Sequence based search is an essential activity in biotechnology domain in current era of genomic
revolution wherein sequence information of biologics holds key to several scientific answers.
Commercial launch of such products/ technology/ kits require comprehensive analysis of patents
and published applications claiming sequences and its applications including modifications,
mutations, method of preparing such products, related applications/ uses of the sequences.
Sequence searching is a pretty niche domain that requires specific databases and technical expertise
to search and interpret sequence alignments. Major roadblock in conducting sequence-based FTO
searches include scattered information across multiple databases, expertise in reducing database
noise using sequence based parameters, lack of sequence analysis expertise combined with claim
interpretation skills.
Sequence searches are integral part of patent searches including following aspects:
- Antibody sequences (including variable regions and CDRs)/ Antibody-Drug conjugates
- Recombinant proteins/ Fusion proteins/ enzymes/ peptides
- Recombinant vector/ components (e.g. Promoter, Enhancer, Terminator)

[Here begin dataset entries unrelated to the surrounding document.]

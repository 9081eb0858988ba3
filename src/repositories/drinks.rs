//! Drinks repository for database operations.
//!
//! All queries use parameterized statements. The recipe column stores the
//! ingredient list as serialized JSON; (de)serialization happens at this
//! boundary. Failures on mutation paths map to 422 per the API contract;
//! read-path failures map to 500.

use crate::errors::ApiError;
use crate::models::{Drink, Ingredient};
use sqlx::postgres::PgRow;
use sqlx::{PgPool, Row};
use tracing::instrument;

/// Shared SELECT column list for drink queries.
const DRINK_SELECT_QUERY: &str = "SELECT drink_id, title, recipe FROM drinks";

/// Drinks repository for database operations.
pub struct DrinksRepository;

impl DrinksRepository {
    /// List all drinks, oldest first.
    #[instrument(skip_all, name = "drinks.repo.list")]
    pub async fn list(pool: &PgPool) -> Result<Vec<Drink>, ApiError> {
        let query = format!("{DRINK_SELECT_QUERY} ORDER BY drink_id");
        let rows = sqlx::query(&query).fetch_all(pool).await?;

        rows.into_iter().map(map_row_to_drink).collect()
    }

    /// Find a drink by its id.
    #[instrument(skip_all, name = "drinks.repo.find", fields(drink_id = %drink_id))]
    pub async fn find_by_id(pool: &PgPool, drink_id: i64) -> Result<Option<Drink>, ApiError> {
        let query = format!("{DRINK_SELECT_QUERY} WHERE drink_id = $1");
        let row = sqlx::query(&query)
            .bind(drink_id)
            .fetch_optional(pool)
            .await?;

        row.map(map_row_to_drink).transpose()
    }

    /// Check whether a title is already taken, optionally excluding one row
    /// (the row being updated).
    #[instrument(skip_all, name = "drinks.repo.title_exists")]
    pub async fn title_exists(
        pool: &PgPool,
        title: &str,
        exclude_id: Option<i64>,
    ) -> Result<bool, ApiError> {
        let row = sqlx::query(
            r#"
            SELECT EXISTS(
                SELECT 1 FROM drinks
                WHERE title = $1 AND ($2::BIGINT IS NULL OR drink_id <> $2)
            ) AS taken
            "#,
        )
        .bind(title)
        .bind(exclude_id)
        .fetch_one(pool)
        .await?;

        Ok(row.get("taken"))
    }

    /// Insert a new drink.
    ///
    /// Any failure maps to 422, a lost race on the title uniqueness
    /// constraint included.
    #[instrument(skip_all, name = "drinks.repo.insert")]
    pub async fn insert(
        pool: &PgPool,
        title: &str,
        recipe: &[Ingredient],
    ) -> Result<Drink, ApiError> {
        let recipe_json = encode_recipe(recipe)?;

        let row = sqlx::query(
            r#"
            INSERT INTO drinks (title, recipe)
            VALUES ($1, $2)
            RETURNING drink_id, title, recipe
            "#,
        )
        .bind(title)
        .bind(recipe_json)
        .fetch_one(pool)
        .await
        .map_err(|e| ApiError::Unprocessable(e.to_string()))?;

        map_row_to_drink(row)
    }

    /// Apply a partial update; only provided fields change.
    #[instrument(skip_all, name = "drinks.repo.update", fields(drink_id = %drink_id))]
    pub async fn update(
        pool: &PgPool,
        drink_id: i64,
        title: Option<&str>,
        recipe: Option<&[Ingredient]>,
    ) -> Result<Drink, ApiError> {
        let recipe_json = recipe.map(encode_recipe).transpose()?;

        let row = sqlx::query(
            r#"
            UPDATE drinks
            SET
                title = COALESCE($2, title),
                recipe = COALESCE($3, recipe)
            WHERE drink_id = $1
            RETURNING drink_id, title, recipe
            "#,
        )
        .bind(drink_id)
        .bind(title)
        .bind(recipe_json)
        .fetch_optional(pool)
        .await
        .map_err(|e| ApiError::Unprocessable(e.to_string()))?
        .ok_or_else(|| ApiError::NotFound(format!("drink {drink_id}")))?;

        map_row_to_drink(row)
    }

    /// Delete a drink. Returns false when no row matched.
    #[instrument(skip_all, name = "drinks.repo.delete", fields(drink_id = %drink_id))]
    pub async fn delete(pool: &PgPool, drink_id: i64) -> Result<bool, ApiError> {
        let result = sqlx::query("DELETE FROM drinks WHERE drink_id = $1")
            .bind(drink_id)
            .execute(pool)
            .await
            .map_err(|e| ApiError::Unprocessable(e.to_string()))?;

        Ok(result.rows_affected() > 0)
    }
}

/// Serialize a recipe for storage.
fn encode_recipe(recipe: &[Ingredient]) -> Result<String, ApiError> {
    serde_json::to_string(recipe)
        .map_err(|e| ApiError::Unprocessable(format!("unencodable recipe: {e}")))
}

/// Map a database row to a Drink.
fn map_row_to_drink(row: PgRow) -> Result<Drink, ApiError> {
    let recipe_json: String = row.get("recipe");
    let recipe: Vec<Ingredient> = serde_json::from_str(&recipe_json).map_err(|e| {
        tracing::error!(target: "drinks.repo", error = %e, "Stored recipe is not valid JSON");
        ApiError::Database(format!("corrupt recipe column: {e}"))
    })?;

    Ok(Drink {
        drink_id: row.get("drink_id"),
        title: row.get("title"),
        recipe,
    })
}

- Genomic sequences (e.g. Coronavirus)/ Gene Sequences/ Gene editing tools (CRISP-Cas9)
- Primers & Probes (including multiple primers for multiplex PCRs)
- SiRNA, Epitope, Motif search
- Modified/ Non-natural bases
Below are some key measures that are very useful in improving recall in sequence based FTO
searches.
Multiple databases search execution:
There have been multiple instances in the past wherein shortlisted references have been identified
from multiple database sources leading to a conclusion that no single database provides complete
coverage for sequence information. Most important aspect for a comprehensive sequence-based
FTO search is to incorporate combination of commercial and no-fee databases in the searching
methodology. Industry standard sequence database with good coverage may be used including STN
(Registry/ DGENE files), GenomeQuest, The Lens, NCBI Blast. Usage of multi-database strategy
overcomes limitations like jurisdiction coverage, database specific sequence compilation errors, and
any possible sequence alignment algorithm/ parameter selection related errors on part of the user.
Understanding the aspect of partial sequence matches:
Search scope determines if a project requires only the complete sequences matches (one with 80%
or more query cover with the query sequence) or both complete matches as well as partial/
fragment matches (smaller query cover but high % identity to the query sequence). Before excluding
any such results with lower query cover but having a high identity, this aspect should be well
understood. There are many such instances wherein partial match is very critical to the FTO search
for instance if claims are directed to any specific protein domain, epitopes, and variable regions of
an antibody. Claim language should also be considered before excluding references based on lower
query cover as claims may recite limitations on sequence size by using terms including fragments,
parts, at least the sequence length. As a note of cautions, we suggest searches to be very cautious in
case, they come across patent references that have lower query cover but are 100% identical to
query sequence.
Including focused Keyword based searches:
Many a times some key references are missed out in FTO searches as searchers completely rely on
Sequence searches and ignores keyword aspect of the search. We understand that focused keyword
search has to be an integral part of a sequence search to capture instances wherein claims do not
recite the SEQ IDs but may claims mutations at specific positions or use abbreviations for such
modifications. Focused keyword search helps in increasing search recall in regard to the technology
and helps to identify references that are not covered by sequence search database. Needless to
recite that there are chances that sequence search database do not cover the sequences
comprehensively and accurately.
Executing different sequence search algorithms/ tools
Understanding of the sequence search algorithm and proper selection of tool improves the chances
of capturing all the potentially relevant results. We suggest combining different sequence searching
algorithm/ tools to increase overall coverage of the search. Most popular sequence tools used for
such searches include Blast similarity searches and exact sequence/sub-sequence search algorithms
to retrieve hits with exactly the same query sequence. Another key aspect is to include other useful
blast tools apart from most frequently used blastn and blastp based on the search requirement, e.g.
tblastn (to search translated nucleotide databases using a protein query sequence).
Additional searches:
Claiming of biological Sequence in the field of biotechnology is rapidly evolving and searchers should
understand different ways such patents are drafted. Additional searches (key Assignee, key Inventor,
forward citations, backward citations, and similarity searches based on the identified references
during the earlier steps) are key to ensure that we have captured all the documents that could be
potentially important to the technology domain.
The concept of comprehensive FTO search is to provide a complete, up-to-date list of all the patents
and published applications that may potentially hinder the launch of intended commercial
product/technology/ process. Following a well-structured and researched methodology, ensures a
comprehensive FTO report that reduces the risk of missing out a potentially relevant reference.
Considering high-stakes for the corporates/ start-ups/ academics with respect to sequence based
commercial products/ technologies, we suggest integrating these search strategies in a FTO search
methodology for a robust and comprehensive FTO search report.